Determine how many of the lines below hold the word "enum". Give the number and nothing else.

-----

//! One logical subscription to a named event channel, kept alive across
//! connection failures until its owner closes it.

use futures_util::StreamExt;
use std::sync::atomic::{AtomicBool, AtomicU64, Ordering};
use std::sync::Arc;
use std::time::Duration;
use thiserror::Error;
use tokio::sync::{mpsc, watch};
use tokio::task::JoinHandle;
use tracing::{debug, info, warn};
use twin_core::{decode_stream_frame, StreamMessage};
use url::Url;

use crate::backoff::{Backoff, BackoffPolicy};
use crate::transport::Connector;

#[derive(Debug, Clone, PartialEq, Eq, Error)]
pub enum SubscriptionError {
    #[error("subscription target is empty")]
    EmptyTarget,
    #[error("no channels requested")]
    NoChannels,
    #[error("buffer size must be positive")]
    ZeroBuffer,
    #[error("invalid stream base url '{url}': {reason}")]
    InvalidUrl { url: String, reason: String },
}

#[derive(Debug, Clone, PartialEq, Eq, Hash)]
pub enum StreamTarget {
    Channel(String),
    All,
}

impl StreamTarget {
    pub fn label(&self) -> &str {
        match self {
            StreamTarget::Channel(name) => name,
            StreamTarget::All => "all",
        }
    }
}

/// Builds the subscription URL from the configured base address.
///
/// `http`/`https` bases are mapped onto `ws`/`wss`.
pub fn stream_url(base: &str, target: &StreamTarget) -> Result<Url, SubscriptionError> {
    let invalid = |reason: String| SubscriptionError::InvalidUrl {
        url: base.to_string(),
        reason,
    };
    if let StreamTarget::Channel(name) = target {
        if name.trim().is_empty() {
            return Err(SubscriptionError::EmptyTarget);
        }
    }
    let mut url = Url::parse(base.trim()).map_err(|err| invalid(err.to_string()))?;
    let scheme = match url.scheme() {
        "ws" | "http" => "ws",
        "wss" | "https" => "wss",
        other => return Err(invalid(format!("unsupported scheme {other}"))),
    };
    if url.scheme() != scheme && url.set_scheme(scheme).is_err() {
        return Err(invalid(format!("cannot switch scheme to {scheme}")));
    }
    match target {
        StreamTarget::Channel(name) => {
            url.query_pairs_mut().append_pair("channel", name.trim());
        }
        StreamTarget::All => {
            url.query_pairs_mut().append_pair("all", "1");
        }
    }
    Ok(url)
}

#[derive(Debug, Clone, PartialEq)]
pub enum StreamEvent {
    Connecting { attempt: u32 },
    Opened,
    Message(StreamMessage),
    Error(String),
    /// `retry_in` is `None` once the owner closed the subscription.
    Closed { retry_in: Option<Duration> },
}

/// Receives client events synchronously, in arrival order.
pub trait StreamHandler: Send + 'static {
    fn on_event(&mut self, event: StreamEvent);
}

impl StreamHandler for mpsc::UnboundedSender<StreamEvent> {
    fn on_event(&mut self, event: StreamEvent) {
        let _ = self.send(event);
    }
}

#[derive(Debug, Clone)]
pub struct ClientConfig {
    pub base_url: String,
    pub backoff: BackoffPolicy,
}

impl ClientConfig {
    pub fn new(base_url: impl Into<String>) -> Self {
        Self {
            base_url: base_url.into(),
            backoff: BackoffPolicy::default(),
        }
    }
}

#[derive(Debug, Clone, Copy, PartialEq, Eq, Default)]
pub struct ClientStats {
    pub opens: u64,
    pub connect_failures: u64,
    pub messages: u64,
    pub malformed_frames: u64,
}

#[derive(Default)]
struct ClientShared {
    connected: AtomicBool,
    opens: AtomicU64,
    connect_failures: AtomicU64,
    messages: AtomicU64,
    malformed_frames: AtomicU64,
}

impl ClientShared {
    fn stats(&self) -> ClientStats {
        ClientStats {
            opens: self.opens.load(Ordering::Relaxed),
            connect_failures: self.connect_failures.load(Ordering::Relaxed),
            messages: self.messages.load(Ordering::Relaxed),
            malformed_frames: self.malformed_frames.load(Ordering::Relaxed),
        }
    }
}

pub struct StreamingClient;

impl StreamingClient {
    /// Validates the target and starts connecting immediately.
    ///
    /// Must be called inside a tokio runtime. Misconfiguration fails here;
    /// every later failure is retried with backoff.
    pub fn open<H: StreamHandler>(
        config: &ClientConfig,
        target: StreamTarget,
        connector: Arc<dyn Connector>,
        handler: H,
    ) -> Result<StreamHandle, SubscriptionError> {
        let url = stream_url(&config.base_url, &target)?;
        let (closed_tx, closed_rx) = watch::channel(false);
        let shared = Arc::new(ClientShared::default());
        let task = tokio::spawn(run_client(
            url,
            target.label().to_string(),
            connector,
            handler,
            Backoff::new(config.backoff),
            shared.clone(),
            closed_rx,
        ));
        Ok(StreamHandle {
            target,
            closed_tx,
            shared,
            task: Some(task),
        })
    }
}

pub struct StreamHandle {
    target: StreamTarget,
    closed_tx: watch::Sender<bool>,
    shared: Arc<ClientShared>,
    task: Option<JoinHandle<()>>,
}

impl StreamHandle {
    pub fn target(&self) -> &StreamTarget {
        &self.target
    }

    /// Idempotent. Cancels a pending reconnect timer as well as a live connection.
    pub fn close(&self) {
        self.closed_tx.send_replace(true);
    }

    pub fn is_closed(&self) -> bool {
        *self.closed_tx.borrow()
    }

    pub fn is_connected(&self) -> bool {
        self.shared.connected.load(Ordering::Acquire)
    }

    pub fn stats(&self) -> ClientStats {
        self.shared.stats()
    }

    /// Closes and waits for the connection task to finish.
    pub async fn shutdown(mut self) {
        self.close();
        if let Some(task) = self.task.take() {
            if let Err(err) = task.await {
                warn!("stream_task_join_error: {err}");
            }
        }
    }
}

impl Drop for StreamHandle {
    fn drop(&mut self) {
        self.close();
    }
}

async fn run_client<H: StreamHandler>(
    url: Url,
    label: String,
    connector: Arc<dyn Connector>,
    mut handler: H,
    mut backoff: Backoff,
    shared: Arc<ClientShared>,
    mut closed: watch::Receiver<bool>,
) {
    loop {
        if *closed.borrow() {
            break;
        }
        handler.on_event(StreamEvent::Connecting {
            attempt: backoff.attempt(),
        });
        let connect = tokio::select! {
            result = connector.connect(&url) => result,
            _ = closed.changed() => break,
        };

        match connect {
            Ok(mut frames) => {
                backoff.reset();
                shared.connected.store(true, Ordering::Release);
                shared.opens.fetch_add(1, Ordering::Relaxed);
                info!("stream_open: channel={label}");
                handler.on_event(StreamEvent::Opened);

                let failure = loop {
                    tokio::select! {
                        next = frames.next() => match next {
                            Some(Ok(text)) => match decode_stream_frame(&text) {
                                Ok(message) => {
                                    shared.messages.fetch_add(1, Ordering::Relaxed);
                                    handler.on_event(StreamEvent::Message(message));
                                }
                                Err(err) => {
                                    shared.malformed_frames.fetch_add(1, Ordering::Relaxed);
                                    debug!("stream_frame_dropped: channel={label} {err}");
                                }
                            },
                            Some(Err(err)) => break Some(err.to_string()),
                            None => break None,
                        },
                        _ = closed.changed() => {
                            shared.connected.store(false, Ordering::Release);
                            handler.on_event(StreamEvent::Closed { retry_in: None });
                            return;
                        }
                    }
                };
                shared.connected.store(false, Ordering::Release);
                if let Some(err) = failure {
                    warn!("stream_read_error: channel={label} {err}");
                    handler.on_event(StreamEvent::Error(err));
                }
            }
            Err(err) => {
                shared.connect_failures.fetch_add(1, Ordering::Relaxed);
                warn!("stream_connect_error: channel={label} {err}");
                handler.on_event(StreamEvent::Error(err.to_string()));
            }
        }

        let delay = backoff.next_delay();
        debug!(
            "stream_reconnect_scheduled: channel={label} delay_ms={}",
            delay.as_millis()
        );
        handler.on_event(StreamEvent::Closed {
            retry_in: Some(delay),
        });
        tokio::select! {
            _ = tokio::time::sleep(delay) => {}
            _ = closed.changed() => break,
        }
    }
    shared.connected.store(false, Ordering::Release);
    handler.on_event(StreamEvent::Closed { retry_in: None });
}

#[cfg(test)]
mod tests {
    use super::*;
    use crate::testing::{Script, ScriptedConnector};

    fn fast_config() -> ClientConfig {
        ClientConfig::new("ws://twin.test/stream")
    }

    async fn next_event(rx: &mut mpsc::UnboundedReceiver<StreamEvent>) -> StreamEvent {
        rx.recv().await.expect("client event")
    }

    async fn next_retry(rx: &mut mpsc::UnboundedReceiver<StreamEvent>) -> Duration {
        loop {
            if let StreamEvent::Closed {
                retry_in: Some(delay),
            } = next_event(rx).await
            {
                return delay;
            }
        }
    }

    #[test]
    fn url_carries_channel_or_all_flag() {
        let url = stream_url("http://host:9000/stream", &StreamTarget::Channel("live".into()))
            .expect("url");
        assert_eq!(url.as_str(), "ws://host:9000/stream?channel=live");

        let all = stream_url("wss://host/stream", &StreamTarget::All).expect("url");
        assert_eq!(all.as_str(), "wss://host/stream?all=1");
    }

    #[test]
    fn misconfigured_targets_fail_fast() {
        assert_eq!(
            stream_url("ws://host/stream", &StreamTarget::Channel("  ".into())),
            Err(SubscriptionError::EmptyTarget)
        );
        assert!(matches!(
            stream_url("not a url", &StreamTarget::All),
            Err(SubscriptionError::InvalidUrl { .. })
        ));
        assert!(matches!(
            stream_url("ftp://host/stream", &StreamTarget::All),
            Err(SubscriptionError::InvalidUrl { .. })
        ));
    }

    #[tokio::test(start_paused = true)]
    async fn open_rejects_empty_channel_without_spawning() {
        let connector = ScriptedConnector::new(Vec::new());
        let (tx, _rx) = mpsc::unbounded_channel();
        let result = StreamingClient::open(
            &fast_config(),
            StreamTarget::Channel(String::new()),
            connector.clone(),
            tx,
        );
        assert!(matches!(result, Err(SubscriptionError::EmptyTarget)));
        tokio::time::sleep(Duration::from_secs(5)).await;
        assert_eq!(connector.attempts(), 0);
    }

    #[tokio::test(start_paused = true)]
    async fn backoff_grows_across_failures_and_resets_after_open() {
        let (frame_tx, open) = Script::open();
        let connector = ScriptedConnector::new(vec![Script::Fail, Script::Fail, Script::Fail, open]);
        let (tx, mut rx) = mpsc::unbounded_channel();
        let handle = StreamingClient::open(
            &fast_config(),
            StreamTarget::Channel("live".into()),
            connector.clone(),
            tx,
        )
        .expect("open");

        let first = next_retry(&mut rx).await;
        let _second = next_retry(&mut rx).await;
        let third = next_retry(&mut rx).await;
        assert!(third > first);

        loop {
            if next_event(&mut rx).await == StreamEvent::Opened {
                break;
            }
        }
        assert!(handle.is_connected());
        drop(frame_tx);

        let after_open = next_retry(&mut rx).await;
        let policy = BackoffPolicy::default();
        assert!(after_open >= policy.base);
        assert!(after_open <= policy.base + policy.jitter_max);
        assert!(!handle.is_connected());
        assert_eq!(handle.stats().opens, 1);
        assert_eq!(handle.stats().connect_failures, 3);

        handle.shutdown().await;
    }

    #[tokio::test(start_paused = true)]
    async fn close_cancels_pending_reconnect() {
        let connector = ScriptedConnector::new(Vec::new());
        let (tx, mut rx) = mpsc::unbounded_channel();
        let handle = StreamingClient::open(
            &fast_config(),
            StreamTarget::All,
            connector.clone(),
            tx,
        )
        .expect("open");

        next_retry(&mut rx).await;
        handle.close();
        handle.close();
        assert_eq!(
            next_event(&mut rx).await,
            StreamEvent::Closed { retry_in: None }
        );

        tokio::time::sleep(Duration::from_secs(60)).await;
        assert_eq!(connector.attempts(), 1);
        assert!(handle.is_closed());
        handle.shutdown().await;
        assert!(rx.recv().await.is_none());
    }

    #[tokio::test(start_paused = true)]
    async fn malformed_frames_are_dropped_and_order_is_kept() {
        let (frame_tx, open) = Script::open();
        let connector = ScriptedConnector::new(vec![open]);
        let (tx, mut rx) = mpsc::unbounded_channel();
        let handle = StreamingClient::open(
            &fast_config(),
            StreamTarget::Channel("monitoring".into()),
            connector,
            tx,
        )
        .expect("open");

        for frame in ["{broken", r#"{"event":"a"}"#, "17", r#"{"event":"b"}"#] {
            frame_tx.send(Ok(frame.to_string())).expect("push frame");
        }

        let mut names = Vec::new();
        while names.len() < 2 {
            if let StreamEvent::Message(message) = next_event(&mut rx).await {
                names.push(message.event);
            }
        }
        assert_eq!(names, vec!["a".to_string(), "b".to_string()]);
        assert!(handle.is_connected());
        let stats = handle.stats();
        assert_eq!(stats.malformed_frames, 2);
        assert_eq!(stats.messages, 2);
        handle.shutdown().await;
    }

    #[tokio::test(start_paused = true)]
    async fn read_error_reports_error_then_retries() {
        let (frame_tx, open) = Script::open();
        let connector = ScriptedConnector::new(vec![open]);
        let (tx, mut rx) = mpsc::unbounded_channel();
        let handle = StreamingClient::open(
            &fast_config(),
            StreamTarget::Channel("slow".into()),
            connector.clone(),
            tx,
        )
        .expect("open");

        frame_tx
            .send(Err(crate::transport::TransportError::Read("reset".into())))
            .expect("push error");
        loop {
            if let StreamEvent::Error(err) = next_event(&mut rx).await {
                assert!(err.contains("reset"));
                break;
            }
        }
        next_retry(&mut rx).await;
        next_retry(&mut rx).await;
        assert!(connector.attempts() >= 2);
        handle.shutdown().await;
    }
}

-----

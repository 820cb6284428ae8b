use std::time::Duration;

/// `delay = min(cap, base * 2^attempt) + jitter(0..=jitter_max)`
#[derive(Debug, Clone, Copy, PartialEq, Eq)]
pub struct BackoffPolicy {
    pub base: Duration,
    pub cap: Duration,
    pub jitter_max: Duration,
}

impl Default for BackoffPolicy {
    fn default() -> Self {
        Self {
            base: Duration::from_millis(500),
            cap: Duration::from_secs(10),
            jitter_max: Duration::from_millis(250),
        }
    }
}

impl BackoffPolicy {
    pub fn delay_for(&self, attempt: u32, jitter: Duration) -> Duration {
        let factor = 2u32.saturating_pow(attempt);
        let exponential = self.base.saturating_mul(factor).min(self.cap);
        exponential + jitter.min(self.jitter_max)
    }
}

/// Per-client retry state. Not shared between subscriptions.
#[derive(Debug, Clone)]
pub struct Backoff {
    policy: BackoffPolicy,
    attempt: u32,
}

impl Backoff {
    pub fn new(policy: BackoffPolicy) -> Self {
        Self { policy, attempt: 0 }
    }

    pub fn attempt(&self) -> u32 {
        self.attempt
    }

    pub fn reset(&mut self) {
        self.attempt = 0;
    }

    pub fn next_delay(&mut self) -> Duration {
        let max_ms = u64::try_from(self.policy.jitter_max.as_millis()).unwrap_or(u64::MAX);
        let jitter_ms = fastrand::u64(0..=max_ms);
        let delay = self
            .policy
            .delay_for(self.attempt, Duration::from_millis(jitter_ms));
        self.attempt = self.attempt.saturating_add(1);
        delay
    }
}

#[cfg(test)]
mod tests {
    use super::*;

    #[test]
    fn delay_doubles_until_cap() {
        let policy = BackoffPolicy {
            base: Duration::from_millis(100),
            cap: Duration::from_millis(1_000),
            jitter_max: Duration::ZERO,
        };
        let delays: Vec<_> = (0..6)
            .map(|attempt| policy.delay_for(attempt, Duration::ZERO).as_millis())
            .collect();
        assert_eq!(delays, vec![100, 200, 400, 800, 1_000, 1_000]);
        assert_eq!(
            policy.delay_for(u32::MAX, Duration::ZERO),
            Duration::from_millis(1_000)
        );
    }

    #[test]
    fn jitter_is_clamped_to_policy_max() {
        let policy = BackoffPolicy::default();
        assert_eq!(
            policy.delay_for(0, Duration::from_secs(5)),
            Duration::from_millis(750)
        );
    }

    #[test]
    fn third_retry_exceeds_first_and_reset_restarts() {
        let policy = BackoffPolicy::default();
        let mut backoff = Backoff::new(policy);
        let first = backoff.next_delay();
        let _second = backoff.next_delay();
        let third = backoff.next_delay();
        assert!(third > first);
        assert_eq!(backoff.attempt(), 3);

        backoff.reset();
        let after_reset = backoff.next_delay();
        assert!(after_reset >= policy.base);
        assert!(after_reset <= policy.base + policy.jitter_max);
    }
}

-----

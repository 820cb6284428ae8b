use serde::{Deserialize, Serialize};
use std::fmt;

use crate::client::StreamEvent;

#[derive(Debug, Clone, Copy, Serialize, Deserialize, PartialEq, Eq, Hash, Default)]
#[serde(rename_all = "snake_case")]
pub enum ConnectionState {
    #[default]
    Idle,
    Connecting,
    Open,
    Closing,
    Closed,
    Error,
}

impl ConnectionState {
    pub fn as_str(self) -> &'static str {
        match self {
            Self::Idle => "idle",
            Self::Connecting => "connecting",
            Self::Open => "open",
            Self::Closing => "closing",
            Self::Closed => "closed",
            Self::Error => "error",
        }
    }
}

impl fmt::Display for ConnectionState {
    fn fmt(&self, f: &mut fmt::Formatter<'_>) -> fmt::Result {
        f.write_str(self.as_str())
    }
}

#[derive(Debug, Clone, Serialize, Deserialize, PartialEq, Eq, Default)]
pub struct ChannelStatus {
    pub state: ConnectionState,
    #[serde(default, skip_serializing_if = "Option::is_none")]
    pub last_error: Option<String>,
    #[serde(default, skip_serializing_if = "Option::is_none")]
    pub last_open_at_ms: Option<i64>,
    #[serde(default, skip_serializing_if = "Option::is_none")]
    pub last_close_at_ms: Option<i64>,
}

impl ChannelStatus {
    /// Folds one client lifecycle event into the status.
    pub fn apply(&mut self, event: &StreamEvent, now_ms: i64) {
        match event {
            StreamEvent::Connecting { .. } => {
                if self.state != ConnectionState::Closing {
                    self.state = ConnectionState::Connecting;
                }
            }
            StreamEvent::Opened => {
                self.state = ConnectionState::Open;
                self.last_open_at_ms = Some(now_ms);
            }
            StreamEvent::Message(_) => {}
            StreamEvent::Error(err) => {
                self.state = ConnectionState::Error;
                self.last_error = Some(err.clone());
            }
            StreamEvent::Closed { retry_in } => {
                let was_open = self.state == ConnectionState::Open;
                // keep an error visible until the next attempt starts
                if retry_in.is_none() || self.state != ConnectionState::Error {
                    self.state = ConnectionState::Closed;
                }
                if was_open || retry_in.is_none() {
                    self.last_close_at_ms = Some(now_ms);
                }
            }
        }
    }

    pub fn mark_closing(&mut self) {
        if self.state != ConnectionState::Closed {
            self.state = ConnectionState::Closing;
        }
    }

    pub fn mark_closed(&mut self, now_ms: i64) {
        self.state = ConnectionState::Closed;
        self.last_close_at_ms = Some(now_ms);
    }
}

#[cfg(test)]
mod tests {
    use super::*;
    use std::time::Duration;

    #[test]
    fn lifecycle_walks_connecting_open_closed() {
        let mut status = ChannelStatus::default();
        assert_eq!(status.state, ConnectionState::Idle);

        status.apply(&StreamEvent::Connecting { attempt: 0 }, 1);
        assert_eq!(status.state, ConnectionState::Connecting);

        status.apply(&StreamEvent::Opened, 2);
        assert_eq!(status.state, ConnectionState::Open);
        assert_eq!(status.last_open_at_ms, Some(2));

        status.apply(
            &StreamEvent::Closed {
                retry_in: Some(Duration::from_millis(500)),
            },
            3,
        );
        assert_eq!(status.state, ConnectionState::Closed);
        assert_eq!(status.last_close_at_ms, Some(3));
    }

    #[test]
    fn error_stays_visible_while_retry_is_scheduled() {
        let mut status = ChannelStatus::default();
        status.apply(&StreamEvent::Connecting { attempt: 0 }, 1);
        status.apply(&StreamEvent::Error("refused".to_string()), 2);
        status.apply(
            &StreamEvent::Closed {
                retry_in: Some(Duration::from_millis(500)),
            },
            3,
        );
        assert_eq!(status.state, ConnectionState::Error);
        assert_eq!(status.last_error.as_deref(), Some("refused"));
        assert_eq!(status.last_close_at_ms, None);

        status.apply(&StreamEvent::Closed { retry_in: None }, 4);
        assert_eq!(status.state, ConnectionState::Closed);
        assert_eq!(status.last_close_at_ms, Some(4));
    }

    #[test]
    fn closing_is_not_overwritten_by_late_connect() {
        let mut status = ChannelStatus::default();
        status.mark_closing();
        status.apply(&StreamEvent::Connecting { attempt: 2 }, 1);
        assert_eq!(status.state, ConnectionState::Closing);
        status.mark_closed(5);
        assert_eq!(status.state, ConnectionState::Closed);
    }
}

-----

Task solution:
4